— WHAT IS EXPECTED —
Give the entries again, precisely as they were written.

— DATA TO EXAMINE —

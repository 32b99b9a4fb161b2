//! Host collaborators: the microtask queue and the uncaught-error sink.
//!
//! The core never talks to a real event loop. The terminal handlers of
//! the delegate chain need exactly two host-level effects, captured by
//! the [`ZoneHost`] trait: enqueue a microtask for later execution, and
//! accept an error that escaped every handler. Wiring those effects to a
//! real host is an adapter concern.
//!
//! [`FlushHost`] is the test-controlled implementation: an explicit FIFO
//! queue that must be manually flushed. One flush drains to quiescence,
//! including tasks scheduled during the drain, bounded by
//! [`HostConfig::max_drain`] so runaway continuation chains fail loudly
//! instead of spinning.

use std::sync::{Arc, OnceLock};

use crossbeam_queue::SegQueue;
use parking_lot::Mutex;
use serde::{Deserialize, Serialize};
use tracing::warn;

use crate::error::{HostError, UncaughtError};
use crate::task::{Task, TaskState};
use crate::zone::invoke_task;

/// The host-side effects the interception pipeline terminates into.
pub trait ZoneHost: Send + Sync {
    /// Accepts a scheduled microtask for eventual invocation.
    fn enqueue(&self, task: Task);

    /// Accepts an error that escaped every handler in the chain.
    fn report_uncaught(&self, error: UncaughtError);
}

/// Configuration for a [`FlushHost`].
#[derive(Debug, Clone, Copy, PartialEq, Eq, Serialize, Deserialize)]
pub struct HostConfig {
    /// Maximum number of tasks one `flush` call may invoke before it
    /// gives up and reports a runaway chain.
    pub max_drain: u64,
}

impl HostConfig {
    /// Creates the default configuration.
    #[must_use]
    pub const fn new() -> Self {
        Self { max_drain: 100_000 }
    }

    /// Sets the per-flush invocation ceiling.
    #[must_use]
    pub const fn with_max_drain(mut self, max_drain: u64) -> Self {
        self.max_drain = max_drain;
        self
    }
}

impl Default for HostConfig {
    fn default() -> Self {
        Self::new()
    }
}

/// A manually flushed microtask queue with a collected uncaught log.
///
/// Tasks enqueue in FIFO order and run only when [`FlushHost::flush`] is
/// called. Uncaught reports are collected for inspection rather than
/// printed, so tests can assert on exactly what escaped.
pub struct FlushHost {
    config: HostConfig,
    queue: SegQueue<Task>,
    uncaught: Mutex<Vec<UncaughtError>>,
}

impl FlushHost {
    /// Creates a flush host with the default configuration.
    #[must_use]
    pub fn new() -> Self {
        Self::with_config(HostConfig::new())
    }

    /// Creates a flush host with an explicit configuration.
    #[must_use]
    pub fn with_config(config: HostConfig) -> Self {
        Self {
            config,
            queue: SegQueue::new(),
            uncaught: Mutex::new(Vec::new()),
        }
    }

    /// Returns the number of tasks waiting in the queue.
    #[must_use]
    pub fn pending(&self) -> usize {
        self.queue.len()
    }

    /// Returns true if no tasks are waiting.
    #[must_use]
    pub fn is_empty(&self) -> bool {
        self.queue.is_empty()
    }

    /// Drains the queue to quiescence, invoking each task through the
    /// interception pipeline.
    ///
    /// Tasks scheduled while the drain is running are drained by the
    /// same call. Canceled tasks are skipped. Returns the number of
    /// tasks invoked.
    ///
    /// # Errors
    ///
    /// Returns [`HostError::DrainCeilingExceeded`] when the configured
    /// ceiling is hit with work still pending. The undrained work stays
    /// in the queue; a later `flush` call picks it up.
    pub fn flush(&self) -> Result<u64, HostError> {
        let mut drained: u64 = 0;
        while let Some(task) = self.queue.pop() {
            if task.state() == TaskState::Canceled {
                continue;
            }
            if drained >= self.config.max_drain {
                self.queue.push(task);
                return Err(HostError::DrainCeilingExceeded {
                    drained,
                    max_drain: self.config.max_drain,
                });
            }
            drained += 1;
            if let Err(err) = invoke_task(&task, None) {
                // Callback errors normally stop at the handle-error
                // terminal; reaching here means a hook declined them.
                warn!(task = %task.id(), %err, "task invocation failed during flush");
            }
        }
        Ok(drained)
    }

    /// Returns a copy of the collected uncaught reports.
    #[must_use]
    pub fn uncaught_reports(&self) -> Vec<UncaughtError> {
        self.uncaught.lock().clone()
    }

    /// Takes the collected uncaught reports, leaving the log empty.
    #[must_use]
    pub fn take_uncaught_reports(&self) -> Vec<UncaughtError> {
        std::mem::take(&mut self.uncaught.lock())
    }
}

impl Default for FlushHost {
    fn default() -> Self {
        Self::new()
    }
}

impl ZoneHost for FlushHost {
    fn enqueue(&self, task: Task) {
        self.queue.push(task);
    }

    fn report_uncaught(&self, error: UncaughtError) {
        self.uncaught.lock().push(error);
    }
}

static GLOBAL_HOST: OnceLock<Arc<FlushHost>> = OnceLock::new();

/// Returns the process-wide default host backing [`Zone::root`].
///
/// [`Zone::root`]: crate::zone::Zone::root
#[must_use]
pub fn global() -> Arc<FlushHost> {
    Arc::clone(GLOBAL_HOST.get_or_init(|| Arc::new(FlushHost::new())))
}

— SOLUTION TO THIS PROBLEM —
repository 32b99b9a4fb161b2
//! Host collaborators: the microtask queue and the uncaught-error sink.
//!
//! The core never talks to a real event loop. The terminal handlers of
//! the delegate chain need exactly two host-level effects, captured by
//! the [`ZoneHost`] trait: enqueue a microtask for later execution, and
//! accept an error that escaped every handler. Wiring those effects to a
//! real host is an adapter concern.
//!
//! [`FlushHost`] is the test-controlled implementation: an explicit FIFO
//! queue that must be manually flushed. One flush drains to quiescence,
//! including tasks scheduled during the drain, bounded by
//! [`HostConfig::max_drain`] so runaway continuation chains fail loudly
//! instead of spinning.

use std::sync::{Arc, OnceLock};

use crossbeam_queue::SegQueue;
use parking_lot::Mutex;
use serde::{Deserialize, Serialize};
use tracing::warn;

use crate::error::{HostError, UncaughtError};
use crate::task::{Task, TaskState};
use crate::zone::invoke_task;

/// The host-side effects the interception pipeline terminates into.
pub trait ZoneHost: Send + Sync {
    /// Accepts a scheduled microtask for eventual invocation.
    fn enqueue(&self, task: Task);

    /// Accepts an error that escaped every handler in the chain.
    fn report_uncaught(&self, error: UncaughtError);
}

/// Configuration for a [`FlushHost`].
#[derive(Debug, Clone, Copy, PartialEq, Eq, Serialize, Deserialize)]
pub struct HostConfig {
    /// Maximum number of tasks one `flush` call may invoke before it
    /// gives up and reports a runaway chain.
    pub max_drain: u64,
}

impl HostConfig {
    /// Creates the default configuration.
    #[must_use]
    pub const fn new() -> Self {
        Self { max_drain: 100_000 }
    }

    /// Sets the per-flush invocation ceiling.
    #[must_use]
    pub const fn with_max_drain(mut self, max_drain: u64) -> Self {
        self.max_drain = max_drain;
        self
    }
}

impl Default for HostConfig {
    fn default() -> Self {
        Self::new()
    }
}

/// A manually flushed microtask queue with a collected uncaught log.
///
/// Tasks enqueue in FIFO order and run only when [`FlushHost::flush`] is
/// called. Uncaught reports are collected for inspection rather than
/// printed, so tests can assert on exactly what escaped.
pub struct FlushHost {
    config: HostConfig,
    queue: SegQueue<Task>,
    uncaught: Mutex<Vec<UncaughtError>>,
}

impl FlushHost {
    /// Creates a flush host with the default configuration.
    #[must_use]
    pub fn new() -> Self {
        Self::with_config(HostConfig::new())
    }

    /// Creates a flush host with an explicit configuration.
    #[must_use]
    pub fn with_config(config: HostConfig) -> Self {
        Self {
            config,
            queue: SegQueue::new(),
            uncaught: Mutex::new(Vec::new()),
        }
    }

    /// Returns the number of tasks waiting in the queue.
    #[must_use]
    pub fn pending(&self) -> usize {
        self.queue.len()
    }

    /// Returns true if no tasks are waiting.
    #[must_use]
    pub fn is_empty(&self) -> bool {
        self.queue.is_empty()
    }

    /// Drains the queue to quiescence, invoking each task through the
    /// interception pipeline.
    ///
    /// Tasks scheduled while the drain is running are drained by the
    /// same call. Canceled tasks are skipped. Returns the number of
    /// tasks invoked.
    ///
    /// # Errors
    ///
    /// Returns [`HostError::DrainCeilingExceeded`] when the configured
    /// ceiling is hit with work still pending. The undrained work stays
    /// in the queue; a later `flush` call picks it up.
    pub fn flush(&self) -> Result<u64, HostError> {
        let mut drained: u64 = 0;
        while let Some(task) = self.queue.pop() {
            if task.state() == TaskState::Canceled {
                continue;
            }
            if drained >= self.config.max_drain {
                self.queue.push(task);
                return Err(HostError::DrainCeilingExceeded {
                    drained,
                    max_drain: self.config.max_drain,
                });
            }
            drained += 1;
            if let Err(err) = invoke_task(&task, None) {
                // Callback errors normally stop at the handle-error
                // terminal; reaching here means a hook declined them.
                warn!(task = %task.id(), %err, "task invocation failed during flush");
            }
        }
        Ok(drained)
    }

    /// Returns a copy of the collected uncaught reports.
    #[must_use]
    pub fn uncaught_reports(&self) -> Vec<UncaughtError> {
        self.uncaught.lock().clone()
    }

    /// Takes the collected uncaught reports, leaving the log empty.
    #[must_use]
    pub fn take_uncaught_reports(&self) -> Vec<UncaughtError> {
        std::mem::take(&mut self.uncaught.lock())
    }
}

impl Default for FlushHost {
    fn default() -> Self {
        Self::new()
    }
}

impl ZoneHost for FlushHost {
    fn enqueue(&self, task: Task) {
        self.queue.push(task);
    }

    fn report_uncaught(&self, error: UncaughtError) {
        self.uncaught.lock().push(error);
    }
}

static GLOBAL_HOST: OnceLock<Arc<FlushHost>> = OnceLock::new();

/// Returns the process-wide default host backing [`Zone::root`].
///
/// [`Zone::root`]: crate::zone::Zone::root
#[must_use]
pub fn global() -> Arc<FlushHost> {
    Arc::clone(GLOBAL_HOST.get_or_init(|| Arc::new(FlushHost::new())))
}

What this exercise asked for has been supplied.